Structure Determines Behavior
The same group of builders will hoard or share depending on the game they are in.
Put them in a zero-sum competition for a single prize, and they will protect information, undermine competitors, and optimize for individual advantage. Not because they are extractive people — because the game rewards extraction.
Put the same builders in a positive-sum structure where shared knowledge increases everyone's output, and they will collaborate, share breakthroughs, and invest in each other's success. Same people. Different game. Different behavior.
This is why structure matters more than intentions. You do not need to change human nature to get cooperation. You need to change the game. When the structure rewards positive-sum behavior, rational self-interest and collective protection align naturally.
Network Effects as Shields
Network effects are the most powerful form of positive-sum defense. A network becomes more valuable — and more protective — for every participant as each new person joins.
Consider: a single Superachiever with a breakthrough in AI-assisted product design has a valuable skill. Alone, that skill is exposed to commoditization the moment someone reverse-engineers it. Inside the network, something different happens:
- Other builders apply the method to their own projects (collective capability grows)
- Some improve the method and share the improvement back (the original builder's edge sharpens)
- The network's total capability increases, making it harder for outsiders to replicate any single piece
- The original builder's position becomes more valuable because the network recognizes and tracks their contribution
Nobody loses. Everyone gains. And the whole system becomes harder to extract from.
The Shifting Curve
Positive-sum behavior is harder when you are the only one doing it. If everyone around you is extracting and hoarding, cooperation has high risk and uncertain reward. The rational move is to protect yourself.
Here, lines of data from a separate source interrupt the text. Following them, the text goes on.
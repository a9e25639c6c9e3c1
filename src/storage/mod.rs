mod json_file;
mod note_store;

pub use json_file::NotesFile;
pub use note_store::NoteStore;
But each person who joins the network changes the math for everyone else. When one builder shares openly, it is a small signal. When ten do it, it is a culture. When a hundred do it, it is an ecosystem where positive-sum behavior is the obvious rational choice — because the network's protection makes openness safe.
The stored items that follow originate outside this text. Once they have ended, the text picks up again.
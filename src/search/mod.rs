//! Tag and substring filtering over a note snapshot.

use crate::entity::Note;
use crate::tags::ALL_TAGS;

/// Tag narrowing: either no filter, or exact membership in a note's tags.
#[derive(Debug, Default, Clone, PartialEq, Eq)]
pub enum TagFilter {
    #[default]
    All,
    Tag(String),
}

impl TagFilter {
    pub fn matches(&self, note: &Note) -> bool {
        match self {
            TagFilter::All => true,
            TagFilter::Tag(tag) => note.has_tag(tag),
        }
    }
}

impl From<&str> for TagFilter {
    /// `"All"` and the empty string both mean no tag filter.
    fn from(s: &str) -> Self {
        if s.is_empty() || s == ALL_TAGS {
            TagFilter::All
        } else {
            TagFilter::Tag(s.to_string())
        }
    }
}

impl From<Option<&str>> for TagFilter {
    fn from(s: Option<&str>) -> Self {
        s.map(TagFilter::from).unwrap_or_default()
    }
}

/// Combined tag and content filter. Both parts must match.
#[derive(Debug, Default, Clone)]
pub struct NoteFilter {
    pub tag: TagFilter,
    /// Case-insensitive substring of the note content; empty matches all.
    pub query: String,
}

impl NoteFilter {
    pub fn new(tag: impl Into<TagFilter>, query: impl Into<String>) -> Self {
        Self {
            tag: tag.into(),
            query: query.into(),
        }
    }

    /// Parse a raw query string.
    ///
    /// A `tag:` token selects the tag (the last one wins); the other words
    /// form the content query.
    ///
    /// ```ignore
    /// let filter = NoteFilter::parse("tag:home buy milk");
    /// assert_eq!(filter.tag, TagFilter::Tag("home".to_string()));
    /// assert_eq!(filter.query, "buy milk");
    /// ```
    pub fn parse(raw: &str) -> Self {
        let mut tag = TagFilter::All;
        let mut remaining = Vec::new();

        for token in raw.split_whitespace() {
            if let Some(value) = token.strip_prefix("tag:") {
                tag = TagFilter::from(value);
            } else {
                remaining.push(token);
            }
        }

        Self {
            tag,
            query: remaining.join(" "),
        }
    }

    pub fn is_empty(&self) -> bool {
        self.tag == TagFilter::All && self.query.is_empty()
    }

    pub fn matches(&self, note: &Note) -> bool {
        self.tag.matches(note) && self.matches_query(note)
    }

    fn matches_query(&self, note: &Note) -> bool {
        self.query.is_empty() || note.content.to_lowercase().contains(&self.query.to_lowercase())
    }

    /// Matching notes in their original order.
    pub fn apply<'a>(&self, notes: &'a [Note]) -> Vec<&'a Note> {
        notes.iter().filter(|n| self.matches(n)).collect()
    }
}

/// Narrow `notes` by tag (`"All"` to skip) then by content substring (empty
/// to skip), preserving input order.
pub fn filter(notes: &[Note], tag: &str, query: &str) -> Vec<Note> {
    NoteFilter::new(tag, query)
        .apply(notes)
        .into_iter()
        .cloned()
        .collect()
}

#[cfg(test)]
mod tests {
    use super::*;
    use crate::entity::NoteDraft;

    fn note(content: &str, tags: &[&str]) -> Note {
        Note::create(
            NoteDraft {
                content: Some(content.to_string()),
                tags: tags.iter().map(|t| t.to_string()).collect(),
                ..Default::default()
            },
            1,
        )
    }

    fn sample() -> Vec<Note> {
        vec![
            note("Buy milk", &["home"]),
            note("Read book", &["leisure"]),
            note("Fix MILK frother", &["home", "chores"]),
        ]
    }

    #[test]
    fn test_all_and_empty_query_is_identity() {
        let notes = sample();
        assert_eq!(filter(&notes, "All", ""), notes);
        assert!(filter(&[], "All", "").is_empty());
    }

    #[test]
    fn test_search_scenario() {
        let notes = vec![note("Buy milk", &[]), note("Read book", &[])];
        let result = filter(&notes, "All", "milk");
        assert_eq!(result, vec![notes[0].clone()]);
    }

    #[test]
    fn test_search_is_case_insensitive_and_ordered() {
        let notes = sample();
        let result = filter(&notes, "All", "Milk");
        assert_eq!(result, vec![notes[0].clone(), notes[2].clone()]);
    }

    #[test]
    fn test_tag_filter_membership() {
        let notes = sample();
        for tag in ["home", "leisure", "chores", "absent"] {
            let result = filter(&notes, tag, "");
            for n in &notes {
                assert_eq!(result.contains(n), n.has_tag(tag), "tag {}", tag);
            }
        }
    }

    #[test]
    fn test_tag_and_query_compose() {
        let notes = sample();
        assert_eq!(filter(&notes, "chores", "milk"), vec![notes[2].clone()]);
        assert!(filter(&notes, "leisure", "milk").is_empty());
    }

    #[test]
    fn test_tag_match_is_exact() {
        let notes = vec![note("x", &["Home"])];
        assert!(filter(&notes, "home", "").is_empty());
    }

    #[test]
    fn test_query_only_checks_content() {
        let notes = vec![Note::create(
            NoteDraft {
                title: Some("milk".to_string()),
                content: Some("eggs".to_string()),
                ..Default::default()
            },
            1,
        )];
        assert!(filter(&notes, "All", "milk").is_empty());
    }

    #[test]
    fn test_parse_query_no_filters() {
        let f = NoteFilter::parse("hello world");
        assert_eq!(f.query, "hello world");
        assert_eq!(f.tag, TagFilter::All);
    }

    #[test]
    fn test_parse_query_tag_filter() {
        let f = NoteFilter::parse("tag:home milk");
        assert_eq!(f.tag, TagFilter::Tag("home".to_string()));
        assert_eq!(f.query, "milk");
    }

    #[test]
    fn test_parse_query_last_tag_wins() {
        let f = NoteFilter::parse("tag:a tag:b");
        assert_eq!(f.tag, TagFilter::Tag("b".to_string()));
        assert_eq!(f.query, "");
    }

    #[test]
    fn test_parse_query_tag_all() {
        let f = NoteFilter::parse("tag:All");
        assert!(f.is_empty());
    }

    #[test]
    fn test_tag_filter_from_option() {
        assert_eq!(TagFilter::from(None::<&str>), TagFilter::All);
        assert_eq!(TagFilter::from(Some("")), TagFilter::All);
        assert_eq!(TagFilter::from(Some("x")), TagFilter::Tag("x".to_string()));
    }
}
This is a bell curve shift, and the shift itself is positive-sum. Each adopter makes the next adoption safer. Early movers take more risk but establish more trust. Later movers inherit more infrastructure. All of them benefit from the shift.
The Cooperation Premium
In practice, positive-sum players outperform zero-sum players across the full arc of their work.
Zero-sum players may win individual deals. But they pay hidden costs: burned bridges, hoarded information that becomes stale, and a reputation that makes the best collaborators avoid them. They are strong in isolation and brittle under pressure.
Positive-sum players accumulate compound advantages: trust that opens doors, shared knowledge that keeps them current, and a network of people who actively want them to succeed because their success strengthens the whole system. They are resilient because the network absorbs shocks that would break an isolated node.
The cooperation premium shows up in the quality of opportunities, the speed of problem-solving, and the resilience of the network when individual members face challenges. It is real and measurable.
How the Network Protects
The Superpuzzle is a specific structure designed to make positive-sum behavior the dominant strategy and extraction the losing one:
- Regen score functions as a shield — tracking positive-sum contributions (peer validations, mentor sessions, forked projects) and making them visible. High regen builders attract more collaboration. Low regen actors get isolated by the network's own immune system.
- Network effects ensure that every contribution increases the protective value of the network for all participants
- Transparent contribution makes extraction visible. When you can see who builds and who takes, free-riding becomes costly
The math works. We are Superachievers who chose the game where self-interest and mutual protection are the same thing — because that is the only game worth playing.